University Laboratory School

University Laboratory School

Be Thi Ho, Gold Key, grade 11

The University Laboratory School is operated by CRDG as a K–12 laboratory for researching, designing, testing, and evaluating effective approaches to improving learning, teaching, and assessment. In its nearly forty years as a research laboratory, the school has served as the seedbed for award-winning curricula in science, mathematics, English, social studies, and music. As CRDG’s curriculum programs have matured, the school has taken on the additional role of demonstration site for the various curricula as well as for our model of teaching and learning with heterogeneous groups of students engaged in a full liberal arts curriculum.

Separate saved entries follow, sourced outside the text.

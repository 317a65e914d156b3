//! REST API client module for a BotDeck server.
//!
//! This module provides the `ApiClient` for communicating with the server's
//! `/api/auth` endpoints: credential login, OTP verification, logout, and
//! the account helpers used by the console settings screens.
//!
//! The API uses JWT bearer token authentication issued by the login
//! endpoint; the `SessionGuard` in `crate::auth` owns that token.

pub mod client;
pub mod error;

pub use client::{AccountInfo, ApiClient, LoginData, LoginExchange, LoginPayload, TwoFactorSetup};
pub use error::ApiError;
#![allow(dead_code)]

use std::sync::{Arc, Mutex};

use botdeck_core::{ApiClient, AuthStore, SessionGuard, StoreError};
use wiremock::MockServer;

/// In-memory `AuthStore` double mirroring localStorage semantics:
/// infallible, single-consumer, one value per field.
#[derive(Default)]
pub struct MemoryAuthStore {
    state: Mutex<MemoryState>,
}

#[derive(Default)]
struct MemoryState {
    token: Option<String>,
    failed_attempts: u32,
}

impl MemoryAuthStore {
    pub fn new() -> Self {
        Self::default()
    }

    pub fn with_attempts(count: u32) -> Arc<Self> {
        let store = Self::new();
        store.state.lock().expect("store lock poisoned").failed_attempts = count;
        Arc::new(store)
    }

    pub fn with_token(token: &str) -> Arc<Self> {
        let store = Self::new();
        store.state.lock().expect("store lock poisoned").token = Some(token.to_string());
        Arc::new(store)
    }

    pub fn stored_token(&self) -> Option<String> {
        self.state.lock().expect("store lock poisoned").token.clone()
    }

    pub fn stored_attempts(&self) -> u32 {
        self.state.lock().expect("store lock poisoned").failed_attempts
    }
}

impl AuthStore for MemoryAuthStore {
    fn token(&self) -> Result<Option<String>, StoreError> {
        Ok(self.stored_token())
    }

    fn set_token(&self, token: &str) -> Result<(), StoreError> {
        self.state.lock().expect("store lock poisoned").token = Some(token.to_string());
        Ok(())
    }

    fn clear_token(&self) -> Result<(), StoreError> {
        self.state.lock().expect("store lock poisoned").token = None;
        Ok(())
    }

    fn failed_attempts(&self) -> Result<u32, StoreError> {
        Ok(self.stored_attempts())
    }

    fn set_failed_attempts(&self, count: u32) -> Result<(), StoreError> {
        self.state.lock().expect("store lock poisoned").failed_attempts = count;
        Ok(())
    }

    fn clear_failed_attempts(&self) -> Result<(), StoreError> {
        self.state.lock().expect("store lock poisoned").failed_attempts = 0;
        Ok(())
    }
}

/// Guard wired to a mock server
pub fn session_guard(server: &MockServer, store: Arc<MemoryAuthStore>) -> SessionGuard {
    let client = ApiClient::new(server.uri()).expect("build client");
    SessionGuard::new(client, store)
}

/// Guard pointed at an address nothing listens on, for transport-failure
/// paths. Port 1 is reserved; connections are refused immediately.
pub fn unreachable_guard(store: Arc<MemoryAuthStore>) -> SessionGuard {
    let client = ApiClient::new("http://127.0.0.1:1").expect("build client");
    SessionGuard::new(client, store)
}
//! Session guard: login attempts, lockout, and the bearer-token lifecycle.
//!
//! The guard reconciles a locally persisted failure counter with
//! server-asserted lockout signals. Once the counter reaches the threshold,
//! further logins are refused without a network round-trip; a server-side
//! lockout (HTTP 423) is authoritative and is merged into the counter by
//! clamping it to the threshold, so local and remote state agree on the
//! next check.
//!
//! Every operation returns a structured result - store or transport
//! problems are absorbed here and never propagate to the caller.

use std::sync::Arc;

use reqwest::StatusCode;
use tracing::{debug, warn};

use crate::api::{ApiClient, LoginPayload};
use crate::config::Config;

use super::store::{AuthStore, FileAuthStore};

/// Consecutive failed logins before the account is considered locked.
/// Matches the server's own threshold, so the fast-fail path and a
/// server-asserted lockout describe the same state.
pub const MAX_LOGIN_ATTEMPTS: u32 = 5;

/// Fallback error codes for responses that carry no message
const ERROR_LOCKED: &str = "locked";
const ERROR_INVALID_CREDENTIALS: &str = "invalid_credentials";
const ERROR_NETWORK: &str = "network";

/// Outcome of one login attempt.
///
/// `locked` reflects the state after the attempt was accounted for: the
/// attempt that tips the counter over the threshold already reports
/// `locked: true`.
#[derive(Debug, Clone, PartialEq, Eq)]
pub struct LoginResult {
    pub success: bool,
    pub locked: bool,
    /// Server wants a one-time code before the session is fully usable
    pub requires_second_factor: bool,
    pub error: Option<String>,
}

impl LoginResult {
    fn accepted(requires_second_factor: bool) -> Self {
        Self {
            success: true,
            locked: false,
            requires_second_factor,
            error: None,
        }
    }

    fn locked_out() -> Self {
        Self {
            success: false,
            locked: true,
            requires_second_factor: false,
            error: None,
        }
    }

    fn rejected(locked: bool, error: String) -> Self {
        Self {
            success: false,
            locked,
            requires_second_factor: false,
            error: Some(error),
        }
    }

    fn network_failure() -> Self {
        Self {
            success: false,
            locked: false,
            requires_second_factor: false,
            error: Some(ERROR_NETWORK.to_string()),
        }
    }
}

/// Guards the console session: one identity, one token, one failure counter.
pub struct SessionGuard {
    client: ApiClient,
    store: Arc<dyn AuthStore>,
}

impl SessionGuard {
    pub fn new(client: ApiClient, store: Arc<dyn AuthStore>) -> Self {
        Self { client, store }
    }

    /// Build a guard from the console configuration: file-backed state in
    /// the app data directory, client pointed at the configured server.
    pub fn from_config(config: &Config) -> anyhow::Result<Self> {
        let client = ApiClient::new(config.server_url_or_default())?;
        let store = FileAuthStore::new(config.data_dir()?);
        Ok(Self::new(client, Arc::new(store)))
    }

    // ===== Status queries (local reads, no network) =====

    /// Whether a session token is present. Token validity is not checked
    /// here; an expired token is reported as authenticated until the server
    /// rejects a request made with it.
    pub fn is_authenticated(&self) -> bool {
        self.read_token().is_some()
    }

    /// Consecutive failed login attempts since the last success
    pub fn failed_attempts(&self) -> u32 {
        match self.store.failed_attempts() {
            Ok(count) => count,
            Err(err) => {
                warn!(error = %err, "Failed to read attempt counter, treating as zero");
                0
            }
        }
    }

    pub fn is_locked(&self) -> bool {
        self.failed_attempts() >= MAX_LOGIN_ATTEMPTS
    }

    // ===== Lockout policy =====

    fn record_failure(&self) {
        let next = self.failed_attempts() + 1;
        self.write_attempts(next);
    }

    fn record_success(&self) {
        if let Err(err) = self.store.clear_failed_attempts() {
            warn!(error = %err, "Failed to reset attempt counter");
        }
    }

    /// Clamp the counter to the threshold after a server-asserted lockout,
    /// so the local fast-fail path agrees with the server from now on
    fn force_lock(&self) {
        self.write_attempts(MAX_LOGIN_ATTEMPTS);
    }

    fn write_attempts(&self, count: u32) {
        if let Err(err) = self.store.set_failed_attempts(count) {
            warn!(count, error = %err, "Failed to persist attempt counter");
        }
    }

    fn read_token(&self) -> Option<String> {
        match self.store.token() {
            Ok(token) => token,
            Err(err) => {
                warn!(error = %err, "Failed to read stored token");
                None
            }
        }
    }

    // ===== Login =====

    /// Attempt a credential login.
    ///
    /// If the account is already locked locally, this returns immediately
    /// without touching the network. Otherwise one request is made and its
    /// outcome classified, in priority order: accepted (token persisted,
    /// counter cleared), server lockout (counter clamped), rejection
    /// (counter incremented), or network failure (nothing mutated - an
    /// unreachable server is not evidence of a bad credential).
    pub async fn login(&self, username: &str, password: &str) -> LoginResult {
        if self.is_locked() {
            debug!(username, "Login refused, account locked locally");
            return LoginResult::locked_out();
        }

        let exchange = match self.client.login(username, password).await {
            Ok(exchange) => exchange,
            Err(err) => {
                warn!(username, error = %err, "Login request failed");
                return LoginResult::network_failure();
            }
        };

        if exchange.status.is_success() {
            if let Some(payload) = &exchange.payload {
                if payload.success {
                    if let Some(token) = payload.token() {
                        if let Err(err) = self.store.set_token(token) {
                            warn!(error = %err, "Failed to persist session token");
                        }
                        self.record_success();
                        debug!(username, "Login accepted");
                        return LoginResult::accepted(payload.requires_second_factor());
                    }
                }
            }
            // HTTP-ok but the payload didn't hold up (no success flag or no
            // token): falls through to the generic rejection branch.
        }

        if exchange.status == StatusCode::LOCKED {
            debug!(username, "Server reports account locked");
            self.force_lock();
            return LoginResult::rejected(true, error_message(&exchange.payload, ERROR_LOCKED));
        }

        self.record_failure();
        debug!(
            username,
            attempts = self.failed_attempts(),
            "Login rejected"
        );
        LoginResult::rejected(
            self.is_locked(),
            error_message(&exchange.payload, ERROR_INVALID_CREDENTIALS),
        )
    }

    // ===== Second factor =====

    /// Verify a one-time code with the server.
    ///
    /// Runs after an accepted first factor, carrying the stored token.
    /// Fails closed: any transport or parse problem reads as "not
    /// verified". Never touches the failure counter or the token.
    pub async fn verify_second_factor(&self, code: &str) -> bool {
        let client = match self.read_token() {
            Some(token) => self.client.with_token(token),
            None => self.client.clone(),
        };

        match client.verify_otp(code).await {
            Ok(verified) => verified,
            Err(err) => {
                debug!(error = %err, "Second-factor verification failed");
                false
            }
        }
    }

    // ===== Logout =====

    /// Terminate the local session.
    ///
    /// The stored token is removed first, unconditionally; if one was
    /// present, the server is notified on a detached task whose outcome is
    /// intentionally discarded and never observed by the caller. The
    /// authoritative effect of logout is the local token removal, so this
    /// operation cannot fail.
    pub async fn logout(&self) {
        let token = self.read_token();

        if let Err(err) = self.store.clear_token() {
            warn!(error = %err, "Failed to clear stored token");
        }

        if let Some(token) = token {
            let client = self.client.with_token(token);
            tokio::spawn(async move {
                if let Err(err) = client.logout().await {
                    debug!(error = %err, "Logout notification discarded");
                }
            });
        }
    }
}

/// Server-provided error message, or the fallback code when the payload is
/// absent or its message is empty
fn error_message(payload: &Option<LoginPayload>, fallback: &str) -> String {
    payload
        .as_ref()
        .and_then(|p| p.error.clone())
        .filter(|message| !message.is_empty())
        .unwrap_or_else(|| fallback.to_string())
}

#[cfg(test)]
mod tests {
    use super::*;

    #[test]
    fn error_message_prefers_server_text() {
        let payload: LoginPayload =
            serde_json::from_str(r#"{"success": false, "error": "Account is locked"}"#).unwrap();
        assert_eq!(
            error_message(&Some(payload), ERROR_LOCKED),
            "Account is locked"
        );
    }

    #[test]
    fn error_message_falls_back_on_empty_or_missing() {
        let empty: LoginPayload =
            serde_json::from_str(r#"{"success": false, "error": ""}"#).unwrap();
        assert_eq!(
            error_message(&Some(empty), ERROR_INVALID_CREDENTIALS),
            ERROR_INVALID_CREDENTIALS
        );
        assert_eq!(error_message(&None, ERROR_LOCKED), ERROR_LOCKED);
    }
}
//! Console configuration management.
//!
//! This module handles loading and saving the console configuration,
//! which includes the server URL and the last used username.
//!
//! Configuration is stored at `~/.config/botdeck/config.json`; durable auth
//! state (token, failure counter) lives under the data directory.

use std::path::PathBuf;

use anyhow::Result;
use serde::{Deserialize, Serialize};

/// Application name used for config/data directory paths
const APP_NAME: &str = "botdeck";

/// Config file name
const CONFIG_FILE: &str = "config.json";

/// Default server URL for a locally hosted BotDeck instance
const DEFAULT_SERVER_URL: &str = "http://127.0.0.1:5000";

#[derive(Debug, Clone, Serialize, Deserialize, Default)]
pub struct Config {
    pub server_url: Option<String>,
    pub last_username: Option<String>,
}

impl Config {
    pub fn load() -> Result<Self> {
        let path = Self::config_path()?;
        if path.exists() {
            let contents = std::fs::read_to_string(&path)?;
            Ok(serde_json::from_str(&contents)?)
        } else {
            Ok(Self::default())
        }
    }

    pub fn save(&self) -> Result<()> {
        let path = Self::config_path()?;
        if let Some(parent) = path.parent() {
            std::fs::create_dir_all(parent)?;
        }
        let contents = serde_json::to_string_pretty(self)?;
        std::fs::write(path, contents)?;
        Ok(())
    }

    fn config_path() -> Result<PathBuf> {
        let config_dir = dirs::config_dir()
            .ok_or_else(|| anyhow::anyhow!("Could not find config directory"))?;
        Ok(config_dir.join(APP_NAME).join(CONFIG_FILE))
    }

    /// Configured server URL, or the local default
    pub fn server_url_or_default(&self) -> &str {
        self.server_url.as_deref().unwrap_or(DEFAULT_SERVER_URL)
    }

    /// Directory for durable auth state
    pub fn data_dir(&self) -> Result<PathBuf> {
        let data_dir = dirs::data_dir()
            .ok_or_else(|| anyhow::anyhow!("Could not find data directory"))?;
        Ok(data_dir.join(APP_NAME))
    }
}

#[cfg(test)]
mod tests {
    use super::*;

    #[test]
    fn missing_fields_fall_back_to_defaults() {
        let config: Config = serde_json::from_str("{}").unwrap();
        assert_eq!(config.server_url_or_default(), DEFAULT_SERVER_URL);
        assert!(config.last_username.is_none());
    }

    #[test]
    fn configured_server_url_wins() {
        let config: Config =
            serde_json::from_str(r#"{"server_url": "https://bot.example.net"}"#).unwrap();
        assert_eq!(config.server_url_or_default(), "https://bot.example.net");
    }
}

The student population is randomly selected from among applicants to represent a broad cross section reflecting the state population distribution of gender, school-level accomplishment, family income, and ethnicity.

All students are in school for 7.5 hours each day and take a challenging comprehensive curriculum that includes English, mathematics, science, social studies, art, music, performing arts, and foreign languages, as well as electives each year. The school does no tracking of students. All students take the identical core program in non-segregated classes. All students graduate ready for college, work, and responsible citizenship.

The school curriculum is built on multiyear sequences of learning emphasizing creativity, inquiry, problem solving, and active learning. In most cases, students and teachers use CRDG-developed programs and approaches. The school serves as a demonstration site for these programs, hosting observers, researchers, and educatorsin- training.

The broad range of activities included in the school’s core curriculum allows its students to excel in state- and nationallevel programs in all areas. Approximately 80 percent of ULS students participate in activities outside of school in visual and performing arts, speech, mathematics, music, writing, and athletics. Many of these programs take ULS students into the community where they meet and work with students and adults from a broad range of schools and community organizations.

2006 Visual Arts at the Regional and National Level

In keeping with CRDG’s founding philosophy, the Laboratory School employs practitioners as teachers who create communities of learners within the various disciplines of knowledge. ULS takes great pride in the success students have achieved using this artists-in-residence approach in the studio and performing arts, considered to be a part of the core curriculum. ULS arts programs have consistently produced artists, musicians, and actors who understand and are capable of participating fully in the disciplines. This year, the studio arts program reached new levels of success as the students earned unprecedented recognition in the regional and national Scholastic Art & Writing Awards exhibitions. The Scholastic Art & Writing Awards program is the nation’s longest running, most competitive, and most prestigious art exhibition for high school students. Each year, more than 250,000 entries are submitted for judging at more than eighty regional-level competitions. More than one thousand students from the Hawai‘i region submit their two- and three-dimensional artworks for judging at the Hawai‘i Regional Scholastic Art Awards exhibition. The most outstanding works receive regional Gold Key awards and earn the right to participate in the national judging, where panels of distinguished artists review over seven thousand works of art and select national award winners.

In 2006 the University Laboratory School submitted seventy-three artworks to the competition. Thirty-two were selected for the regional exhibition. All four art disciplines taught in the school’s art department (drawing/painting, ceramics, sculpture, and fiber arts) were represented. Ten works received Gold Key recognition and became eligible for national judging in New York. The other twenty-two artworks received Silver Key recognition at the regional level.

At the national judging two students received Gold Awards and four received Silver Awards. In the Design-Product (fiber arts) category, Be Thi Ho (grade 11) received one of only seven national Gold Awards, Bradley Bonilla (grade 12) and Brittany Caron (grade 8) each received one of twenty-one national Silver Awards. These three nationally accepted artworks represent almost 10 percent of national winners in their category. In the Drawing category Jerrold Wu (grade 11) received one of forty-four national Gold Awards, and Chad Kikuchi (grade 12) and Joshua Tran (grade 12) each received one of 154 national Silver Awards. The Gold Key winners’ art was exhibited at the Corcoran Gallery of Art in Washington, DC, during the summer and will travel and be exhibited throughout the United States for the next two years. The Alliance for Young Artists & Writers, the event’s organizer, recognized Val Krohn-Ching (fiber arts) and Matthew Miller (drawing/painting), the students’ art teachers, as outstanding educators for 2006.

The number of works in the Hawai‘i regional show has been reduced from a high of approximately 400 in the 1970s to 212 in 2006, yet the Laboratory School’s acceptance rate has almost trippled during that period. At both the regional and national levels, 2006 was the most impressive and successful year for University Laboratory School’s students in thirty-six years.